Even as the federal government strives to institute a variety of measurable goals and workable institutions to deal with terrorist attacks, there are other factors which continue to hamper disaster rescue plans whenever there is need to (Olsen, 2005). A case in point is the large geographical area to be covered whenever a disaster occurs. This factor has continued to make it very difficult for disaster managers to respond sufficiently on disaster zones. In retrospect, it will also be challenging to cater for safety of First responders as required or appropriate Maniscalco PM, (Christen 2001).

In summing up this paper, it is indeed imperative to observe that disaster preparedness strategies and capacity building through training need to enhanced, if our country is to attain some degree and sense of security on matters pertaining to safety measures and risk management during disasters. The September 11 terrorist attack was a tip of the iceberg on how the federal government may not have evolved the right measures and mechanisms to deal with early detection and prevention. The most debatable question here has been the safeguarding of first responders who may be in form of organizations and volunteers. Similarly, lack of a common procedure of handling disaster emergencies when these agencies take charge has equally complicated the risk and safety principles needed during such operations (Kipp & Loflin,1996).
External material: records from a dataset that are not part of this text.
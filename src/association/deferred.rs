use super::{AssociationSource, LoadState};
use crate::core::{Record, Records, Result};
use crate::delta::{AssociationDelta, difference};
use log::{debug, trace};
use std::fmt;
use std::sync::Arc;

/// Materialized members of a loaded association.
struct LoadedSet<R> {
    /// Mutable, caller-visible members
    working: Vec<R>,
    /// Frozen copy of what storage held at load time
    baseline: Arc<[R]>,
}

/// An association whose link changes are held in memory until commit.
///
/// Members are fetched from the source on first use. From then on every
/// read and write goes to the in-memory working set, and the difference
/// against the snapshot taken at load time is what a commit has to write.
///
/// Each instance belongs to one owner record and one association; it is
/// not synchronized and must not be shared between threads without an
/// external lock.
pub struct DeferredAssociation<S: AssociationSource> {
    source: S,
    loaded: Option<LoadedSet<S::Record>>,
}

impl<S: AssociationSource> DeferredAssociation<S> {
    /// Wrap a live source. Nothing is fetched until the members are needed.
    pub fn new(source: S) -> Self {
        Self {
            source,
            loaded: None,
        }
    }

    pub fn load_state(&self) -> LoadState {
        if self.loaded.is_some() {
            LoadState::Loaded
        } else {
            LoadState::Ghost
        }
    }

    pub fn is_loaded(&self) -> bool {
        self.loaded.is_some()
    }

    /// The wrapped source, without forcing a load.
    pub fn original_association(&self) -> &S {
        &self.source
    }

    /// The wrapped source, after making sure the members are loaded.
    pub fn association(&mut self) -> Result<&mut S> {
        self.load()?;
        Ok(&mut self.source)
    }

    // A failed fetch leaves `loaded` as None so the next call retries.
    fn load(&mut self) -> Result<&mut LoadedSet<S::Record>> {
        let set = match self.loaded.take() {
            Some(set) => set,
            None => {
                let working = self.source.fetch_all()?;
                debug!("deferred association loaded {} record(s)", working.len());
                let baseline: Arc<[S::Record]> = working.iter().cloned().collect();
                LoadedSet { working, baseline }
            }
        };
        Ok(self.loaded.insert(set))
    }

    // ------------------------------------------------------------------
    // Reads
    // ------------------------------------------------------------------

    /// Current working set.
    pub fn objects(&mut self) -> Result<&[S::Record]> {
        Ok(self.load()?.working.as_slice())
    }

    /// Baseline captured when the members were loaded.
    pub fn original_objects(&mut self) -> Result<&[S::Record]> {
        Ok(&self.load()?.baseline[..])
    }

    pub fn to_vec(&mut self) -> Result<Vec<S::Record>> {
        Ok(self.load()?.working.clone())
    }

    pub fn len(&mut self) -> Result<usize> {
        Ok(self.load()?.working.len())
    }

    pub fn is_empty(&mut self) -> Result<bool> {
        Ok(self.load()?.working.is_empty())
    }

    pub fn get(&mut self, index: usize) -> Result<Option<&S::Record>> {
        Ok(self.load()?.working.get(index))
    }

    pub fn iter(&mut self) -> Result<std::slice::Iter<'_, S::Record>> {
        Ok(self.load()?.working.iter())
    }

    pub fn contains(&mut self, record: &S::Record) -> Result<bool> {
        Ok(self.load()?.working.contains(record))
    }

    pub fn find<P>(&mut self, mut predicate: P) -> Result<Option<&S::Record>>
    where
        P: FnMut(&S::Record) -> bool,
    {
        Ok(self.load()?.working.iter().find(|record| predicate(*record)))
    }

    pub fn map<T, F>(&mut self, f: F) -> Result<Vec<T>>
    where
        F: FnMut(&S::Record) -> T,
    {
        Ok(self.load()?.working.iter().map(f).collect())
    }

    /// Compare the working set (not the source) with `other`.
    pub fn eq_records(&mut self, other: &[S::Record]) -> Result<bool> {
        Ok(self.load()?.working.as_slice() == other)
    }

    /// Debug rendering of the working set.
    pub fn inspect(&mut self) -> Result<String> {
        Ok(format!("{:?}", self.load()?.working))
    }

    pub fn ids(&mut self) -> Result<Vec<<S::Record as Record>::Id>> {
        self.map(|record| record.id())
    }

    /// First member. Before the members are loaded this asks the source
    /// directly, which may order differently than `fetch_all` does.
    pub fn first(&self) -> Result<Option<S::Record>> {
        match &self.loaded {
            Some(set) => Ok(set.working.first().cloned()),
            None => self.source.first(),
        }
    }

    /// Last member, with the same pre-load caveat as [`Self::first`].
    pub fn last(&self) -> Result<Option<S::Record>> {
        match &self.loaded {
            Some(set) => Ok(set.working.last().cloned()),
            None => self.source.last(),
        }
    }

    // ------------------------------------------------------------------
    // Writes
    // ------------------------------------------------------------------

    /// Append records to the end of the working set.
    ///
    /// Records already present are appended again; nothing is deduplicated.
    pub fn append(&mut self, records: impl Into<Records<S::Record>>) -> Result<&mut Self> {
        let records = records.into().flatten();
        trace!("appending {} record(s)", records.len());
        self.load()?.working.extend(records);
        Ok(self)
    }

    /// Remove records from the working set.
    ///
    /// The input is deduplicated first; each distinct record then removes
    /// at most one matching occurrence. Records not present are ignored.
    pub fn delete(&mut self, records: impl Into<Records<S::Record>>) -> Result<&mut Self> {
        let mut distinct: Vec<S::Record> = Vec::new();
        for record in records.into().flatten() {
            if !distinct.contains(&record) {
                distinct.push(record);
            }
        }
        trace!("deleting {} record(s)", distinct.len());

        let working = &mut self.load()?.working;
        for record in &distinct {
            if let Some(pos) = working.iter().position(|member| member == record) {
                working.remove(pos);
            }
        }
        Ok(self)
    }

    /// Remove every member from the working set. The baseline is kept, so
    /// all of it becomes pending unlinks.
    pub fn clear(&mut self) -> Result<&mut Self> {
        self.load()?.working.clear();
        Ok(self)
    }

    /// Replace the working set wholesale.
    ///
    /// This skips the lazy loader: the baseline is taken fresh from the
    /// source as it is now, never from an earlier load, and the given
    /// records become the working set.
    pub fn replace(&mut self, records: Vec<S::Record>) -> Result<&mut Self> {
        let baseline: Arc<[S::Record]> = self.source.fetch_all()?.into();
        debug!(
            "deferred association replaced: {} record(s) over baseline of {}",
            records.len(),
            baseline.len()
        );
        self.loaded = Some(LoadedSet {
            working: records,
            baseline,
        });
        Ok(self)
    }

    /// Build unsaved members through the source and append them.
    pub fn build(&mut self, attributes: Vec<S::Attributes>) -> Result<Vec<S::Record>> {
        let built = self.association()?.build(attributes)?;
        self.load()?.working.extend(built.iter().cloned());
        Ok(built)
    }

    /// Create persisted members through the source and append them.
    pub fn create(&mut self, attributes: Vec<S::Attributes>) -> Result<Vec<S::Record>> {
        let created = self.association()?.create(attributes)?;
        self.load()?.working.extend(created.iter().cloned());
        Ok(created)
    }

    /// Refresh the source and forget the loaded members. The next access
    /// fetches again and takes a new baseline.
    pub fn reload(&mut self) -> Result<&mut Self> {
        self.source.reload()?;
        self.loaded = None;
        debug!("deferred association reset to ghost");
        Ok(self)
    }

    // ------------------------------------------------------------------
    // Delta
    // ------------------------------------------------------------------

    /// Records to link after the owner is saved: working set minus baseline.
    pub fn pending_creates(&mut self) -> Result<Vec<S::Record>> {
        let set = self.load()?;
        Ok(difference(set.working.as_slice(), &set.baseline[..]))
    }

    /// Records to unlink after the owner is saved: baseline minus working set.
    pub fn pending_deletes(&mut self) -> Result<Vec<S::Record>> {
        let set = self.load()?;
        Ok(difference(&set.baseline[..], set.working.as_slice()))
    }

    pub fn delta(&mut self) -> Result<AssociationDelta<S::Record>> {
        let set = self.load()?;
        Ok(AssociationDelta::between(set.working.as_slice(), &set.baseline[..]))
    }

    /// Fold a link that reached storage into the baseline, so it is no
    /// longer pending.
    pub(crate) fn acknowledge_link(&mut self, record: &S::Record) -> Result<()> {
        let set = self.load()?;
        let mut baseline = set.baseline.to_vec();
        baseline.push(record.clone());
        set.baseline = baseline.into();
        Ok(())
    }

    /// Fold an unlink that reached storage into the baseline. Removes one
    /// occurrence.
    pub(crate) fn acknowledge_unlink(&mut self, record: &S::Record) -> Result<()> {
        let set = self.load()?;
        if let Some(pos) = set.baseline.iter().position(|member| member == record) {
            let mut baseline = set.baseline.to_vec();
            baseline.remove(pos);
            set.baseline = baseline.into();
        }
        Ok(())
    }

    pub fn set_inverse_instance(&mut self, record: &S::Record, owner: &S::Owner) -> Result<()> {
        self.source.set_inverse_instance(record, owner)
    }
}

impl<S: AssociationSource> fmt::Debug for DeferredAssociation<S> {
    fn fmt(&self, f: &mut fmt::Formatter<'_>) -> fmt::Result {
        let mut out = f.debug_struct("DeferredAssociation");
        out.field("load_state", &self.load_state());
        if let Some(set) = &self.loaded {
            out.field("objects", &set.working);
        }
        out.finish()
    }
}

#[cfg(test)]
mod tests {
    use super::*;
    use crate::core::DeferError;
    use std::cell::Cell;

    #[derive(Debug, Clone, PartialEq)]
    struct Tag(&'static str);

    impl Record for Tag {
        type Id = &'static str;

        fn id(&self) -> &'static str {
            self.0
        }
    }

    #[derive(Default)]
    struct VecSource {
        members: Vec<Tag>,
        fetches: Cell<usize>,
        reloads: usize,
        fail_fetch: bool,
    }

    impl VecSource {
        fn with(members: &[&'static str]) -> Self {
            Self {
                members: members.iter().map(|name| Tag(*name)).collect(),
                ..Default::default()
            }
        }
    }

    impl AssociationSource for VecSource {
        type Record = Tag;
        type Attributes = &'static str;
        type Owner = ();

        fn fetch_all(&self) -> Result<Vec<Tag>> {
            if self.fail_fetch {
                return Err(DeferError::SourceError("fetch failed".to_string()));
            }
            self.fetches.set(self.fetches.get() + 1);
            Ok(self.members.clone())
        }

        fn first(&self) -> Result<Option<Tag>> {
            Ok(self.members.first().cloned())
        }

        fn last(&self) -> Result<Option<Tag>> {
            Ok(self.members.last().cloned())
        }

        fn build(&mut self, attributes: Vec<&'static str>) -> Result<Vec<Tag>> {
            Ok(attributes.into_iter().map(Tag).collect())
        }

        fn create(&mut self, attributes: Vec<&'static str>) -> Result<Vec<Tag>> {
            let created: Vec<Tag> = attributes.into_iter().map(Tag).collect();
            self.members.extend(created.iter().cloned());
            Ok(created)
        }

        fn reload(&mut self) -> Result<()> {
            self.reloads += 1;
            Ok(())
        }
    }

    #[test]
    fn test_new_is_ghost_and_does_not_fetch() {
        let assoc = DeferredAssociation::new(VecSource::with(&["a"]));
        assert_eq!(assoc.load_state(), LoadState::Ghost);
        assert_eq!(assoc.original_association().fetches.get(), 0);
    }

    #[test]
    fn test_load_is_idempotent() {
        let mut assoc = DeferredAssociation::new(VecSource::with(&["a", "b"]));
        assert_eq!(assoc.len().unwrap(), 2);
        assert_eq!(assoc.to_vec().unwrap(), vec![Tag("a"), Tag("b")]);
        assert!(assoc.contains(&Tag("b")).unwrap());
        assert_eq!(assoc.original_association().fetches.get(), 1);
        assert!(assoc.is_loaded());
    }

    #[test]
    fn test_failed_load_stays_ghost() {
        let mut source = VecSource::with(&["a"]);
        source.fail_fetch = true;
        let mut assoc = DeferredAssociation::new(source);

        assert!(matches!(assoc.len(), Err(DeferError::SourceError(_))));
        assert_eq!(assoc.load_state(), LoadState::Ghost);

        assoc.association_mut_for_test().fail_fetch = false;
        assert_eq!(assoc.len().unwrap(), 1);
    }

    #[test]
    fn test_baseline_is_independent_of_working_set() {
        let mut assoc = DeferredAssociation::new(VecSource::with(&["a"]));
        assoc.append(Tag("b")).unwrap();
        assert_eq!(assoc.original_objects().unwrap(), &[Tag("a")]);
        assert_eq!(assoc.objects().unwrap(), &[Tag("a"), Tag("b")]);
    }

    #[test]
    fn test_build_appends_to_working_set() {
        let mut assoc = DeferredAssociation::new(VecSource::with(&["a"]));
        let built = assoc.build(vec!["x", "y"]).unwrap();
        assert_eq!(built, vec![Tag("x"), Tag("y")]);
        assert_eq!(assoc.pending_creates().unwrap(), vec![Tag("x"), Tag("y")]);
    }

    #[test]
    fn test_reload_resets_without_fetching() {
        let mut assoc = DeferredAssociation::new(VecSource::with(&["a"]));
        assoc.append(Tag("b")).unwrap();
        assoc.reload().unwrap();

        assert_eq!(assoc.load_state(), LoadState::Ghost);
        assert_eq!(assoc.original_association().reloads, 1);
        assert_eq!(assoc.original_association().fetches.get(), 1);

        assert!(assoc.pending_creates().unwrap().is_empty());
        assert_eq!(assoc.original_association().fetches.get(), 2);
    }

    #[test]
    fn test_acknowledged_writes_leave_pending() {
        let mut assoc = DeferredAssociation::new(VecSource::with(&["a", "b"]));
        assoc.delete(Tag("a")).unwrap().append(Tag("c")).unwrap();

        assoc.acknowledge_unlink(&Tag("a")).unwrap();
        assert!(assoc.pending_deletes().unwrap().is_empty());
        assert_eq!(assoc.pending_creates().unwrap(), vec![Tag("c")]);

        assoc.acknowledge_link(&Tag("c")).unwrap();
        assert!(assoc.delta().unwrap().is_empty());
        assert_eq!(assoc.original_objects().unwrap(), &[Tag("b"), Tag("c")]);
    }

    #[test]
    fn test_debug_does_not_force_load() {
        let assoc = DeferredAssociation::new(VecSource::with(&["a"]));
        let rendered = format!("{:?}", assoc);
        assert!(rendered.contains("Ghost"));
        assert_eq!(assoc.original_association().fetches.get(), 0);
    }

    impl DeferredAssociation<VecSource> {
        fn association_mut_for_test(&mut self) -> &mut VecSource {
            &mut self.source
        }
    }
}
The scene of the September 11, 2001 attack and the Crash Flight 93 which took place in Shanks Ville were easily identified promptly. It was also easy to establish that nobody survived. Such immediate feedback enables decision makers to reach at relevant decision making points and take required actions. This is one level of response mechanism that is required if our nation will have to be in a state of optimum preparati0on just in case an inevitable disaster strikes (Greene, 2002). Likewise, response operations which took place at the site of the World Trade Centre immediately after the terrorist attacks are a vivid indication of a complicated scenario. This is because the authorities could not make a defining line between the recovery and rescue plans. They were unable to do so due to the prevailing circumstances. Such hindrances should be dealt with well in advance in an attempt to eliminate slow response mechanisms.